■ WHAT YOU NEED TO DO
Examine the records and identify each line that includes the string "Paragraph". Copy those lines.

■ DATASET ENTRIES

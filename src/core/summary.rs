use crate::models::ScoredExpert;

/// Ceiling for reported confidence; the engine never claims certainty
pub const MAX_CONFIDENCE: f64 = 0.95;

/// Maximum number of key factors reported
pub const MAX_KEY_FACTORS: usize = 5;

/// Skills of the top expert listed as key factors
const KEY_SKILLS: usize = 3;

/// Aggregate confidence (0-0.95) over a ranked, qualified expert list
///
/// Averages the mean and the top match percentage, scaled to 0-1.
pub fn calculate_confidence(qualified: &[ScoredExpert]) -> f64 {
    let Some(top) = qualified.first() else {
        return 0.0;
    };

    let total: f64 = qualified.iter().map(|e| e.match_percentage as f64).sum();
    let mean = total / qualified.len() as f64;

    ((mean + top.match_percentage as f64) / 200.0).min(MAX_CONFIDENCE)
}

/// Short descriptions of why the top-ranked expert was chosen
pub fn key_factors(qualified: &[ScoredExpert]) -> Vec<String> {
    let Some(top) = qualified.first() else {
        return Vec::new();
    };

    let mut factors: Vec<String> = top
        .expert
        .skills
        .iter()
        .take(KEY_SKILLS)
        .map(|skill| format!("{} expertise", skill))
        .collect();

    if top.expert.is_available() {
        factors.push("Available for immediate response".to_string());
    }
    if top.expert.success_rate > 90.0 {
        factors.push("High success rate with similar issues".to_string());
    }
    if top.scores.case_similarity > 50.0 {
        factors.push("Recent similar case resolution".to_string());
    }

    factors.truncate(MAX_KEY_FACTORS);
    factors
}
// Technique selector panel
//
// A list with an explicit empty entry at the top, then the catalog in server
// order. Catalog failure shows a degraded placeholder entry - the rest of
// the UI stays alive. The technique description renders below the list when
// one is selected.

use crate::session::CatalogState;
use crate::tui::app::{App, Focus};
use crate::util::fit_width;
use ratatui::{
    layout::{Constraint, Direction, Layout, Rect},
    style::{Modifier, Style},
    widgets::{Block, Borders, List, ListItem, Paragraph, Wrap},
    Frame,
};

/// Label for the explicit empty selection, matching the playground UI
const EMPTY_ENTRY: &str = "-- Select a Technique --";

pub fn render(f: &mut Frame, area: Rect, app: &App) {
    let chunks = Layout::default()
        .direction(Direction::Vertical)
        .constraints([Constraint::Min(5), Constraint::Length(6)])
        .split(area);

    render_list(f, chunks[0], app);
    render_description(f, chunks[1], app);
}

fn render_list(f: &mut Frame, area: Rect, app: &App) {
    let focused = app.focus == Focus::Techniques;
    let theme = &app.theme;
    let width = area.width.saturating_sub(4) as usize;

    let mut items: Vec<ListItem> = Vec::new();
    match app.session.catalog {
        CatalogState::Loading => {
            items.push(
                ListItem::new("Loading techniques...").style(Style::default().fg(theme.muted)),
            );
        }
        CatalogState::Unavailable => {
            items.push(
                ListItem::new("Error loading techniques").style(Style::default().fg(theme.error)),
            );
        }
        CatalogState::Ready => {
            for (i, name) in std::iter::once(EMPTY_ENTRY.to_string())
                .chain(app.session.techniques.iter().cloned())
                .enumerate()
            {
                let is_cursor = focused && i == app.technique_cursor;
                let is_active = i > 0 && app.session.selected == Some(i - 1);
                let prefix = if is_active { " ● " } else { "   " };
                let style = if is_cursor {
                    Style::default()
                        .bg(theme.selection_bg)
                        .fg(theme.selection_fg)
                        .add_modifier(Modifier::BOLD)
                } else if is_active {
                    Style::default().fg(theme.success)
                } else if i == 0 {
                    Style::default().fg(theme.muted)
                } else {
                    Style::default().fg(theme.fg)
                };
                items.push(
                    ListItem::new(fit_width(&format!("{}{}", prefix, name), width)).style(style),
                );
            }
        }
    }

    let border_color = if focused {
        theme.border_focused
    } else {
        theme.border
    };
    let list = List::new(items).block(
        Block::default()
            .borders(Borders::ALL)
            .border_style(Style::default().fg(border_color))
            .title(" Techniques "),
    );
    f.render_widget(list, area);
}

fn render_description(f: &mut Frame, area: Rect, app: &App) {
    let theme = &app.theme;
    let text = app
        .session
        .description
        .clone()
        .unwrap_or_else(|| "Select a technique to see its description.".to_string());
    let style = if app.session.description.is_some() {
        Style::default().fg(theme.fg)
    } else {
        Style::default().fg(theme.muted)
    };
    let info = Paragraph::new(text).style(style).wrap(Wrap { trim: true }).block(
        Block::default()
            .borders(Borders::ALL)
            .border_style(Style::default().fg(theme.border))
            .title(" About "),
    );
    f.render_widget(info, area);
}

■ TASK RESPONSE
    widgets::{Block, Borders, List, ListItem, Paragraph, Wrap},
    let info = Paragraph::new(text).style(style).wrap(Wrap { trim: true }).block(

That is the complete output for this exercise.